All lines in the data that hold the word "attempts" need copying.

-- Available data follows --

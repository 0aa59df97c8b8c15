//! Client configuration.
//!
//! Layering, lowest to highest: built-in defaults, the JSON config file,
//! then command-line flags / environment (see [`ConfigOverrides`]).

use anyhow::{Context, Result, bail};
use log::debug;
use serde::{Deserialize, Serialize};
use std::path::{Path, PathBuf};
use std::time::Duration;

use crate::pagination::CursorKind;
use crate::retry::RetryPolicy;
use crate::runtime::Runtime;

/// Environment variable naming an explicit config file.
pub const CONFIG_ENV: &str = "PAGEFETCH_CONFIG";

/// Environment variable holding the bearer token.
pub const TOKEN_ENV: &str = "PAGEFETCH_TOKEN";

const CONFIG_DIR_NAME: &str = "pagefetch";
const CONFIG_FILE_NAME: &str = "config.json";

#[derive(Debug, Clone, PartialEq, Serialize, Deserialize)]
#[serde(default, deny_unknown_fields)]
pub struct ClientConfig {
    /// Base URL that request paths are resolved against.
    pub base_url: Option<String>,
    /// Retries after the first attempt of each page.
    pub max_retries: u32,
    pub base_backoff_ms: u64,
    pub max_backoff_ms: u64,
    /// Circuit breaker on the number of pages per fetch.
    pub max_pages: usize,
    pub cursor_field_path: String,
    pub has_more_field_path: String,
    /// Where the item array lives; empty means the body is the array.
    pub items_field_path: String,
    /// Query parameter the cursor is sent back in.
    pub cursor_param: String,
    pub cursor_kind: CursorKind,
    /// Per-request timeout; 0 disables it.
    pub request_timeout_ms: u64,
    pub user_agent: String,
    /// Hand back already-fetched items when a fetch fails or is cancelled.
    pub keep_partial: bool,
}

impl Default for ClientConfig {
    fn default() -> Self {
        Self {
            base_url: None,
            max_retries: 3,
            base_backoff_ms: 500,
            max_backoff_ms: 30_000,
            max_pages: 10_000,
            cursor_field_path: "next_cursor".to_string(),
            has_more_field_path: "has_more".to_string(),
            items_field_path: "data".to_string(),
            cursor_param: "cursor".to_string(),
            cursor_kind: CursorKind::Cursor,
            request_timeout_ms: 30_000,
            user_agent: format!("pagefetch/{}", env!("PAGEFETCH_VERSION")),
            keep_partial: false,
        }
    }
}

impl ClientConfig {
    /// Parses a JSON config document. Missing keys take their defaults.
    pub fn from_json(contents: &str) -> Result<Self> {
        serde_json::from_str(contents).context("Invalid configuration")
    }

    /// Loads the config file, if any, on top of the defaults.
    ///
    /// `explicit` (or `$PAGEFETCH_CONFIG`) must exist; the per-user default
    /// location is optional.
    #[tracing::instrument(skip(runtime))]
    pub fn load<R: Runtime>(runtime: &R, explicit: Option<&Path>) -> Result<Self> {
        let explicit = explicit
            .map(Path::to_path_buf)
            .or_else(|| runtime.env_var(CONFIG_ENV).ok().map(PathBuf::from));

        let path = match explicit {
            Some(path) => {
                if !runtime.exists(&path) {
                    bail!("Config file {} does not exist", path.display());
                }
                Some(path)
            }
            None => default_config_path(runtime).filter(|p| runtime.exists(p)),
        };

        let config = match path {
            Some(path) => {
                debug!("Loading config from {}", path.display());
                let contents = runtime.read_to_string(&path)?;
                Self::from_json(&contents)
                    .with_context(|| format!("Failed to parse {}", path.display()))?
            }
            None => {
                debug!("No config file found, using defaults");
                Self::default()
            }
        };

        config.validate()?;
        Ok(config)
    }

    pub fn validate(&self) -> Result<()> {
        if self.max_pages == 0 {
            bail!("max_pages must be at least 1");
        }
        if self.base_backoff_ms > self.max_backoff_ms {
            bail!(
                "base_backoff_ms ({}) must not exceed max_backoff_ms ({})",
                self.base_backoff_ms,
                self.max_backoff_ms
            );
        }
        if self.cursor_field_path.is_empty() {
            bail!("cursor_field_path must not be empty");
        }
        if self.has_more_field_path.is_empty() {
            bail!("has_more_field_path must not be empty");
        }
        if self.cursor_param.is_empty() {
            bail!("cursor_param must not be empty");
        }
        if let Some(url) = &self.base_url {
            if !(url.starts_with("http://") || url.starts_with("https://")) {
                bail!("base_url must start with http:// or https://, got '{}'", url);
            }
        }
        Ok(())
    }

    pub fn retry_policy(&self) -> RetryPolicy {
        RetryPolicy::new(
            self.max_retries,
            Duration::from_millis(self.base_backoff_ms),
            Duration::from_millis(self.max_backoff_ms),
        )
    }

    pub fn request_timeout(&self) -> Option<Duration> {
        (self.request_timeout_ms > 0).then(|| Duration::from_millis(self.request_timeout_ms))
    }
}

/// Values given on the command line. `None` leaves the file/default value alone.
#[derive(Debug, Clone, Default)]
pub struct ConfigOverrides {
    pub base_url: Option<String>,
    pub max_retries: Option<u32>,
    pub max_pages: Option<usize>,
    pub keep_partial: bool,
}

impl ConfigOverrides {
    pub fn apply(&self, mut config: ClientConfig) -> Result<ClientConfig> {
        if let Some(url) = &self.base_url {
            config.base_url = Some(url.clone());
        }
        if let Some(n) = self.max_retries {
            config.max_retries = n;
        }
        if let Some(n) = self.max_pages {
            config.max_pages = n;
        }
        if self.keep_partial {
            config.keep_partial = true;
        }
        config.validate()?;
        Ok(config)
    }
}

/// `<config_dir>/pagefetch/config.json`
pub fn default_config_path<R: Runtime>(runtime: &R) -> Option<PathBuf> {
    runtime
        .config_dir()
        .map(|dir| dir.join(CONFIG_DIR_NAME).join(CONFIG_FILE_NAME))
}

/// Reads the API token from the environment.
pub fn api_token<R: Runtime>(runtime: &R) -> Option<String> {
    runtime
        .env_var(TOKEN_ENV)
        .ok()
        .filter(|token| !token.trim().is_empty())
}
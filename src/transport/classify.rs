//! Error classification for network operations.

use reqwest::StatusCode;
use std::fmt;
use std::time::Duration;

/// How a failed round trip should be treated by the retry layer.
#[derive(Debug, Clone, Copy, PartialEq, Eq, Hash)]
pub enum ErrorClass {
    /// The call never meaningfully reached the server (timeout, DNS, connection reset).
    TransientNetwork,
    /// HTTP 429
    RateLimited,
    /// HTTP 4xx other than 429
    ClientError,
    /// HTTP 5xx
    ServerError,
    /// Anything whose failure mode is unclear
    Unknown,
}

impl ErrorClass {
    pub fn as_str(&self) -> &'static str {
        match self {
            ErrorClass::TransientNetwork => "transient_network",
            ErrorClass::RateLimited => "rate_limited",
            ErrorClass::ClientError => "client_error",
            ErrorClass::ServerError => "server_error",
            ErrorClass::Unknown => "unknown",
        }
    }

    pub fn is_retryable(&self) -> bool {
        matches!(
            self,
            ErrorClass::TransientNetwork | ErrorClass::RateLimited | ErrorClass::ServerError
        )
    }
}

impl fmt::Display for ErrorClass {
    fn fmt(&self, f: &mut fmt::Formatter<'_>) -> fmt::Result {
        f.write_str(self.as_str())
    }
}

/// Classifies a non-success HTTP status.
pub fn classify_status(status: StatusCode) -> ErrorClass {
    match status {
        StatusCode::TOO_MANY_REQUESTS => ErrorClass::RateLimited,
        s if s.is_client_error() => ErrorClass::ClientError,
        s if s.is_server_error() => ErrorClass::ServerError,
        _ => ErrorClass::Unknown,
    }
}

/// Classifies an error raised by reqwest itself.
pub fn classify_reqwest(error: &reqwest::Error) -> ErrorClass {
    if let Some(status) = error.status() {
        return classify_status(status);
    }

    if error.is_builder() || error.is_redirect() {
        return ErrorClass::Unknown;
    }

    // Connect covers refused connections and DNS failures
    if error.is_timeout() || error.is_connect() || error.is_request() || error.is_body() {
        return ErrorClass::TransientNetwork;
    }

    ErrorClass::Unknown
}

/// Parses a `Retry-After` header given in whole seconds.
///
/// HTTP-date values are ignored; the computed backoff applies instead.
pub fn parse_retry_after(value: &str) -> Option<Duration> {
    value.trim().parse::<u64>().ok().map(Duration::from_secs)
}

#[cfg(test)]
mod tests {
    use super::*;

    #[test]
    fn test_classify_status() {
        assert_eq!(
            classify_status(StatusCode::TOO_MANY_REQUESTS),
            ErrorClass::RateLimited
        );
        assert_eq!(
            classify_status(StatusCode::UNAUTHORIZED),
            ErrorClass::ClientError
        );
        assert_eq!(classify_status(StatusCode::FORBIDDEN), ErrorClass::ClientError);
        assert_eq!(classify_status(StatusCode::NOT_FOUND), ErrorClass::ClientError);
        assert_eq!(
            classify_status(StatusCode::INTERNAL_SERVER_ERROR),
            ErrorClass::ServerError
        );
        assert_eq!(
            classify_status(StatusCode::SERVICE_UNAVAILABLE),
            ErrorClass::ServerError
        );
        assert_eq!(classify_status(StatusCode::FOUND), ErrorClass::Unknown);
    }

    #[test]
    fn test_retryable_classes() {
        assert!(ErrorClass::TransientNetwork.is_retryable());
        assert!(ErrorClass::RateLimited.is_retryable());
        assert!(ErrorClass::ServerError.is_retryable());
        assert!(!ErrorClass::ClientError.is_retryable());
        assert!(!ErrorClass::Unknown.is_retryable());
    }

    #[test]
    fn test_parse_retry_after() {
        assert_eq!(parse_retry_after("5"), Some(Duration::from_secs(5)));
        assert_eq!(parse_retry_after(" 12 "), Some(Duration::from_secs(12)));
        assert_eq!(parse_retry_after("Wed, 21 Oct 2015 07:28:00 GMT"), None);
        assert_eq!(parse_retry_after("-1"), None);
    }

    #[tokio::test]
    async fn test_classify_status_error_from_server() {
        let mut server = mockito::Server::new_async().await;
        let _m = server
            .mock("GET", "/")
            .with_status(429)
            .create_async()
            .await;

        let client = reqwest::Client::new();
        let response = client.get(server.url()).send().await.unwrap();
        let err = response.error_for_status().unwrap_err();

        assert_eq!(classify_reqwest(&err), ErrorClass::RateLimited);
    }

    #[tokio::test]
    async fn test_classify_connection_refused() {
        // Bind then drop a listener so the port is known to be closed
        let listener = tokio::net::TcpListener::bind("127.0.0.1:0").await.unwrap();
        let addr = listener.local_addr().unwrap();
        drop(listener);

        let err = reqwest::Client::new()
            .get(format!("http://{}/", addr))
            .send()
            .await
            .unwrap_err();

        assert_eq!(classify_reqwest(&err), ErrorClass::TransientNetwork);
    }

    #[tokio::test]
    async fn test_classify_timeout() {
        // Accepts connections but never answers
        let listener = tokio::net::TcpListener::bind("127.0.0.1:0").await.unwrap();
        let addr = listener.local_addr().unwrap();
        let _server = tokio::spawn(async move {
            let mut held = Vec::new();
            while let Ok((socket, _)) = listener.accept().await {
                held.push(socket);
            }
        });

        let err = reqwest::Client::new()
            .get(format!("http://{}/", addr))
            .timeout(Duration::from_millis(100))
            .send()
            .await
            .unwrap_err();

        assert!(err.is_timeout());
        assert_eq!(classify_reqwest(&err), ErrorClass::TransientNetwork);
    }

    #[test]
    fn test_classify_builder_error() {
        let err = reqwest::Client::new()
            .get("not a url")
            .build()
            .unwrap_err();
        assert_eq!(classify_reqwest(&err), ErrorClass::Unknown);
    }
}
//! Environment and well-known directory lookups.

use std::env;
use std::path::PathBuf;

use super::RealRuntime;

impl RealRuntime {
    #[tracing::instrument(skip(self))]
    pub(crate) fn env_var_impl(&self, key: &str) -> Result<String, env::VarError> {
        env::var(key)
    }

    #[tracing::instrument(skip(self))]
    pub(crate) fn config_dir_impl(&self) -> Option<PathBuf> {
        dirs::config_dir()
    }
}
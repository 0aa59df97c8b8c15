//! Paginated fetching with per-page retry.
//!
//! One [`ApiClient::fetch_all`] call walks the cursor chain strictly in
//! server order, one page at a time:
//!
//! ```text
//! Fetching(0) ──ok, more──▶ Fetching(1) ──ok, last──▶ Succeeded
//!     │  ▲
//!  err│  │resend ok
//!     ▼  │
//! Retrying(0, k) ──exhausted / not retryable──▶ Failed
//! ```
//!
//! The result is either every item reachable through the cursor chain or a
//! typed [`ApiError`]; a fetch never ends early with a partial success.

use log::{debug, info, warn};
use serde::de::DeserializeOwned;
use std::fmt;
use std::sync::Arc;
use std::sync::atomic::{AtomicU64, Ordering};
use std::time::Duration;
use tokio_util::sync::CancellationToken;

use crate::config::ClientConfig;
use crate::pagination::PaginationCursor;
use crate::retry::{RetryPolicy, RetryState};
use crate::runtime::Runtime;
use crate::transport::{ErrorClass, Request, Response, Transport, TransportError};

#[derive(Debug, thiserror::Error)]
pub enum ApiError {
    #[error("page {page}: gave up after {attempts} attempts ({elapsed:?}): {last_error}")]
    RetriesExhausted {
        page: usize,
        attempts: u32,
        elapsed: Duration,
        last_error: TransportError,
    },

    #[error("page {page}, attempt {attempt} ({elapsed:?}): {classification}: {detail}")]
    TransportFailure {
        page: usize,
        attempt: u32,
        elapsed: Duration,
        classification: ErrorClass,
        status: Option<u16>,
        detail: String,
    },

    #[error("page {page}: malformed pagination: {reason} (raw value: {raw_value})")]
    MalformedPagination {
        page: usize,
        raw_value: String,
        reason: String,
    },

    #[error("pagination did not finish within {max_pages} pages")]
    PageLimitExceeded { max_pages: usize },

    #[error("page {page}: {detail}")]
    InvalidPage { page: usize, detail: String },

    #[error("cancelled while fetching page {page}")]
    Cancelled { page: usize },
}

impl ApiError {
    /// Taxonomy label of the error.
    pub fn kind(&self) -> &'static str {
        match self {
            ApiError::RetriesExhausted { .. } => "retries_exhausted",
            ApiError::TransportFailure { classification, .. } => classification.as_str(),
            ApiError::MalformedPagination { .. } => "malformed_pagination",
            ApiError::PageLimitExceeded { .. } => "page_limit_exceeded",
            ApiError::InvalidPage { .. } => "invalid_page",
            ApiError::Cancelled { .. } => "cancelled",
        }
    }

    /// Zero-based page the error happened on, when it belongs to one.
    pub fn page(&self) -> Option<usize> {
        match self {
            ApiError::RetriesExhausted { page, .. }
            | ApiError::TransportFailure { page, .. }
            | ApiError::MalformedPagination { page, .. }
            | ApiError::InvalidPage { page, .. }
            | ApiError::Cancelled { page } => Some(*page),
            ApiError::PageLimitExceeded { .. } => None,
        }
    }

    pub fn is_cancelled(&self) -> bool {
        matches!(self, ApiError::Cancelled { .. })
    }
}

/// A failed fetch. `items` holds the pages fetched before the failure when
/// partial results were asked for, either through [`FetchOptions::keep_partial`]
/// or `keep_partial` in the client's [`ClientConfig`]; it is empty otherwise.
#[derive(Debug)]
pub struct PartialFetch<I> {
    pub error: ApiError,
    pub items: Vec<I>,
}

impl<I> PartialFetch<I> {
    pub fn into_error(self) -> ApiError {
        self.error
    }
}

/// Reported once per successfully fetched page.
#[derive(Debug, Clone, PartialEq, Eq)]
pub struct PageProgress {
    pub page: usize,
    pub items_in_page: usize,
    pub total_items: usize,
    /// Transport calls it took to get this page.
    pub attempts: u32,
}

pub type ProgressCallback = Arc<dyn Fn(&PageProgress) + Send + Sync>;

#[derive(Clone, Default)]
pub struct FetchOptions {
    pub cancel: CancellationToken,
    pub keep_partial: bool,
    pub on_page: Option<ProgressCallback>,
}

impl FetchOptions {
    pub fn new() -> Self {
        Self::default()
    }

    pub fn with_cancel(mut self, cancel: CancellationToken) -> Self {
        self.cancel = cancel;
        self
    }

    pub fn keep_partial(mut self, keep: bool) -> Self {
        self.keep_partial = keep;
        self
    }

    pub fn on_page<F>(mut self, callback: F) -> Self
    where
        F: Fn(&PageProgress) + Send + Sync + 'static,
    {
        self.on_page = Some(Arc::new(callback));
        self
    }
}

#[derive(Debug, Clone, Copy, PartialEq, Eq)]
enum FetchState {
    Fetching { page: usize },
    Retrying { page: usize, attempt: u32 },
    Succeeded,
    Failed,
}

impl fmt::Display for FetchState {
    fn fmt(&self, f: &mut fmt::Formatter<'_>) -> fmt::Result {
        match self {
            FetchState::Fetching { page } => write!(f, "Fetching({})", page),
            FetchState::Retrying { page, attempt } => write!(f, "Retrying({}, {})", page, attempt),
            FetchState::Succeeded => write!(f, "Succeeded"),
            FetchState::Failed => write!(f, "Failed"),
        }
    }
}

impl FetchState {
    fn move_to(&mut self, next: FetchState) {
        debug!("{} -> {}", self, next);
        *self = next;
    }
}

/// Fetches every page of a collection.
///
/// Holds no per-fetch state, so independent `fetch_all` calls may run
/// concurrently on one client.
pub struct ApiClient<T: Transport, R: Runtime> {
    transport: T,
    runtime: R,
    policy: RetryPolicy,
    cursor: PaginationCursor,
    max_pages: usize,
    keep_partial: bool,
    requests_sent: AtomicU64,
}

impl<T: Transport, R: Runtime> ApiClient<T, R> {
    pub fn new(transport: T, runtime: R, config: &ClientConfig) -> Self {
        Self {
            transport,
            runtime,
            policy: config.retry_policy(),
            cursor: PaginationCursor::from_config(config),
            max_pages: config.max_pages,
            keep_partial: config.keep_partial,
            requests_sent: AtomicU64::new(0),
        }
    }

    pub fn transport(&self) -> &T {
        &self.transport
    }

    /// Whether failed fetches keep the items of earlier pages by default.
    pub fn keeps_partial(&self) -> bool {
        self.keep_partial
    }

    /// Transport calls made by this client so far, across all fetches.
    pub fn requests_sent(&self) -> u64 {
        self.requests_sent.load(Ordering::Relaxed)
    }

    /// Fetches all pages reachable from `template`.
    pub async fn fetch_all<I: DeserializeOwned>(&self, template: &Request) -> Result<Vec<I>, ApiError> {
        self.fetch_all_with(template, &FetchOptions::default())
            .await
            .map_err(PartialFetch::into_error)
    }

    /// Like [`fetch_all`](Self::fetch_all), with cancellation, progress
    /// reporting and opt-in partial results.
    #[tracing::instrument(skip(self, template, options), fields(request = %template))]
    pub async fn fetch_all_with<I: DeserializeOwned>(
        &self,
        template: &Request,
        options: &FetchOptions,
    ) -> Result<Vec<I>, PartialFetch<I>> {
        let mut items: Vec<I> = Vec::new();
        let mut request = template.clone();
        let mut page = 0;
        let mut state = FetchState::Fetching { page };

        loop {
            if page >= self.max_pages {
                let error = ApiError::PageLimitExceeded {
                    max_pages: self.max_pages,
                };
                return Err(self.fail(&mut state, error, items, options));
            }

            let (response, attempts) =
                match self.fetch_page(&request, page, &options.cancel, &mut state).await {
                    Ok(fetched) => fetched,
                    Err(error) => return Err(self.fail(&mut state, error, items, options)),
                };

            let page_items = match self.decode_items::<I>(&response, page) {
                Ok(page_items) => page_items,
                Err(error) => return Err(self.fail(&mut state, error, items, options)),
            };

            let next = match self.cursor.next_request(&request, &response) {
                Ok(next) => next,
                Err(e) => {
                    let error = ApiError::MalformedPagination {
                        page,
                        raw_value: e.raw_value,
                        reason: e.reason,
                    };
                    return Err(self.fail(&mut state, error, items, options));
                }
            };

            let items_in_page = page_items.len();
            items.extend(page_items);
            debug!("Page {}: {} items ({} total)", page, items_in_page, items.len());

            if let Some(callback) = &options.on_page {
                callback(&PageProgress {
                    page,
                    items_in_page,
                    total_items: items.len(),
                    attempts,
                });
            }

            match next {
                Some(next) => {
                    request = next;
                    page += 1;
                    state.move_to(FetchState::Fetching { page });
                }
                None => {
                    state.move_to(FetchState::Succeeded);
                    info!("Fetched {} items in {} pages", items.len(), page + 1);
                    return Ok(items);
                }
            }
        }
    }

    /// Sends one page's request, retrying per the policy.
    /// Returns the response and the number of transport calls it took.
    async fn fetch_page(
        &self,
        request: &Request,
        page: usize,
        cancel: &CancellationToken,
        state: &mut FetchState,
    ) -> Result<(Response, u32), ApiError> {
        let mut retry = RetryState::new();

        loop {
            if cancel.is_cancelled() {
                return Err(ApiError::Cancelled { page });
            }

            self.requests_sent.fetch_add(1, Ordering::Relaxed);
            let result = tokio::select! {
                biased;
                _ = cancel.cancelled() => return Err(ApiError::Cancelled { page }),
                result = self.transport.send(request) => result,
            };

            let error = match result {
                Ok(response) => {
                    if let FetchState::Retrying { .. } = state {
                        state.move_to(FetchState::Fetching { page });
                    }
                    return Ok((response, retry.attempt_count() + 1));
                }
                Err(error) => error,
            };

            let attempts = retry.attempt_count() + 1;
            let decision = self.policy.should_retry(&retry, &error);

            if !decision.retry {
                if error.is_retryable() {
                    warn!("Page {}: giving up after {} attempts: {}", page, attempts, error);
                    return Err(ApiError::RetriesExhausted {
                        page,
                        attempts,
                        elapsed: retry.elapsed(),
                        last_error: error,
                    });
                }

                debug!("Page {}: non-retryable error: {}", page, error);
                return Err(ApiError::TransportFailure {
                    page,
                    attempt: attempts,
                    elapsed: retry.elapsed(),
                    classification: error.classification,
                    status: error.status,
                    detail: error.detail,
                });
            }

            warn!(
                "Page {}: attempt {}/{} failed ({}), retrying in {:?}...",
                page,
                attempts,
                self.policy.max_retries() + 1,
                error,
                decision.backoff
            );
            self.policy.advance(&mut retry, error);
            state.move_to(FetchState::Retrying {
                page,
                attempt: retry.attempt_count(),
            });

            tokio::select! {
                biased;
                _ = cancel.cancelled() => return Err(ApiError::Cancelled { page }),
                _ = self.runtime.sleep(decision.backoff) => {}
            }
        }
    }

    fn decode_items<I: DeserializeOwned>(&self, response: &Response, page: usize) -> Result<Vec<I>, ApiError> {
        let body = response.json().map_err(|e| ApiError::InvalidPage {
            page,
            detail: e.to_string(),
        })?;

        let raw_items = self.cursor.items(body).ok_or_else(|| ApiError::InvalidPage {
            page,
            detail: format!("no item array at '{}'", self.cursor.items_field_path()),
        })?;

        raw_items
            .iter()
            .enumerate()
            .map(|(i, value)| {
                I::deserialize(value).map_err(|e| ApiError::InvalidPage {
                    page,
                    detail: format!("item {}: {}", i, e),
                })
            })
            .collect()
    }

    fn fail<I>(
        &self,
        state: &mut FetchState,
        error: ApiError,
        items: Vec<I>,
        options: &FetchOptions,
    ) -> PartialFetch<I> {
        state.move_to(FetchState::Failed);
        if error.is_cancelled() {
            info!("Fetch cancelled: {}", error);
        } else {
            warn!("Fetch failed: {}", error);
        }

        let keep = options.keep_partial || self.keep_partial;
        let items = if keep { items } else { Vec::new() };
        PartialFetch { error, items }
    }
}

-- Available data concluded --

- _Response to this task_
    #[error("page {page}: gave up after {attempts} attempts ({elapsed:?}): {last_error}")]
        attempts: u32,
    pub attempts: u32,
            let (response, attempts) =
                    attempts,
            let attempts = retry.attempt_count() + 1;
                    warn!("Page {}: giving up after {} attempts: {}", page, attempts, error);
                        attempts,
                    attempt: attempts,
                attempts,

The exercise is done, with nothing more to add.